◆ **Work to complete**: What you return should match the data exactly, from the first line to the last.

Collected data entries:
use crate::{
    foundation::core::{Rgb8, Vec2},
    foundation::rng::Rng64,
    theme::palette::Palette,
};

const MAX_SPEED: f64 = 0.4;
const DAMPING: f64 = 0.998;
const WANDER: f64 = 0.02;
const BOUND_LO: f64 = -15.0;
const BOUND_HI: f64 = 115.0;

#[derive(Clone, Debug, PartialEq, serde::Serialize)]
/// A soft gradient blob. Position is in percent of the viewport.
pub struct Blob {
    pub pos: Vec2,
    pub vel: Vec2,
    pub size_px: f64,
    pub opacity: f64,
    pub color: Rgb8,
}

/// Slowly wandering blobs behind the words.
#[derive(Clone, Debug)]
pub struct Backdrop {
    blobs: Vec<Blob>,
    rng: Rng64,
}

impl Backdrop {
    /// Scatter six to eight blobs colored from `palette`.
    pub fn new(seed: u64, palette: &Palette) -> Self {
        let mut rng = Rng64::new(seed);
        let count = rng.range_inclusive(6, 8) as usize;
        let blobs = (0..count)
            .map(|i| Blob {
                pos: Vec2::new(rng.range_f64(0.0, 100.0), rng.range_f64(0.0, 100.0)),
                vel: Vec2::new(rng.symmetric(0.15), rng.symmetric(0.15)),
                size_px: rng.range_f64(250.0, 600.0),
                opacity: rng.range_f64(0.2, 0.4),
                color: palette.blob_color(i).unwrap_or(palette.gradient.mid),
            })
            .collect();
        Self { blobs, rng }
    }

    pub fn blobs(&self) -> &[Blob] {
        &self.blobs
    }

    /// One drift step: random wander, damping, speed clamp, soft bounce at the bounds.
    pub fn drift(&mut self, dt_secs: f64) {
        for b in &mut self.blobs {
            let wander = Vec2::new(
                self.rng.symmetric(WANDER * 0.5),
                self.rng.symmetric(WANDER * 0.5),
            );
            b.vel = (b.vel + wander) * DAMPING;
            b.vel.x = b.vel.x.clamp(-MAX_SPEED, MAX_SPEED);
            b.vel.y = b.vel.y.clamp(-MAX_SPEED, MAX_SPEED);
            b.pos += b.vel * dt_secs;

            if b.pos.x < BOUND_LO {
                b.pos.x = BOUND_LO;
                b.vel.x = b.vel.x.abs() * 0.5;
            }
            if b.pos.x > BOUND_HI {
                b.pos.x = BOUND_HI;
                b.vel.x = -b.vel.x.abs() * 0.5;
            }
            if b.pos.y < BOUND_LO {
                b.pos.y = BOUND_LO;
                b.vel.y = b.vel.y.abs() * 0.5;
            }
            if b.pos.y > BOUND_HI {
                b.pos.y = BOUND_HI;
                b.vel.y = -b.vel.y.abs() * 0.5;
            }
        }
    }

    pub fn recolor(&mut self, palette: &Palette) {
        for (i, b) in self.blobs.iter_mut().enumerate() {
            if let Some(c) = palette.blob_color(i) {
                b.color = c;
            }
        }
    }
}

#[cfg(test)]
#[path = "../../tests/unit/theme/backdrop.rs"]
mod tests;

◆ **Problem solution**:
use crate::{
    foundation::core::{Rgb8, Vec2},
    foundation::rng::Rng64,
    theme::palette::Palette,
};

const MAX_SPEED: f64 = 0.4;
const DAMPING: f64 = 0.998;
const WANDER: f64 = 0.02;
const BOUND_LO: f64 = -15.0;
const BOUND_HI: f64 = 115.0;

#[derive(Clone, Debug, PartialEq, serde::Serialize)]
/// A soft gradient blob. Position is in percent of the viewport.
pub struct Blob {
    pub pos: Vec2,
    pub vel: Vec2,
    pub size_px: f64,
    pub opacity: f64,
    pub color: Rgb8,
}

/// Slowly wandering blobs behind the words.
#[derive(Clone, Debug)]
pub struct Backdrop {
    blobs: Vec<Blob>,
    rng: Rng64,
}

impl Backdrop {
    /// Scatter six to eight blobs colored from `palette`.
    pub fn new(seed: u64, palette: &Palette) -> Self {
        let mut rng = Rng64::new(seed);
        let count = rng.range_inclusive(6, 8) as usize;
        let blobs = (0..count)
            .map(|i| Blob {
                pos: Vec2::new(rng.range_f64(0.0, 100.0), rng.range_f64(0.0, 100.0)),
                vel: Vec2::new(rng.symmetric(0.15), rng.symmetric(0.15)),
                size_px: rng.range_f64(250.0, 600.0),
                opacity: rng.range_f64(0.2, 0.4),
                color: palette.blob_color(i).unwrap_or(palette.gradient.mid),
            })
            .collect();
        Self { blobs, rng }
    }

    pub fn blobs(&self) -> &[Blob] {
        &self.blobs
    }

    /// One drift step: random wander, damping, speed clamp, soft bounce at the bounds.
    pub fn drift(&mut self, dt_secs: f64) {
        for b in &mut self.blobs {
            let wander = Vec2::new(
                self.rng.symmetric(WANDER * 0.5),
                self.rng.symmetric(WANDER * 0.5),
            );
            b.vel = (b.vel + wander) * DAMPING;
            b.vel.x = b.vel.x.clamp(-MAX_SPEED, MAX_SPEED);
            b.vel.y = b.vel.y.clamp(-MAX_SPEED, MAX_SPEED);
            b.pos += b.vel * dt_secs;

            if b.pos.x < BOUND_LO {
                b.pos.x = BOUND_LO;
                b.vel.x = b.vel.x.abs() * 0.5;
            }
            if b.pos.x > BOUND_HI {
                b.pos.x = BOUND_HI;
                b.vel.x = -b.vel.x.abs() * 0.5;
            }
            if b.pos.y < BOUND_LO {
                b.pos.y = BOUND_LO;
                b.vel.y = b.vel.y.abs() * 0.5;
            }
            if b.pos.y > BOUND_HI {
                b.pos.y = BOUND_HI;
                b.vel.y = -b.vel.y.abs() * 0.5;
            }
        }
    }

    pub fn recolor(&mut self, palette: &Palette) {
        for (i, b) in self.blobs.iter_mut().enumerate() {
            if let Some(c) = palette.blob_color(i) {
                b.color = c;
            }
        }
    }
}

#[cfg(test)]
#[path = "../../tests/unit/theme/backdrop.rs"]
mod tests;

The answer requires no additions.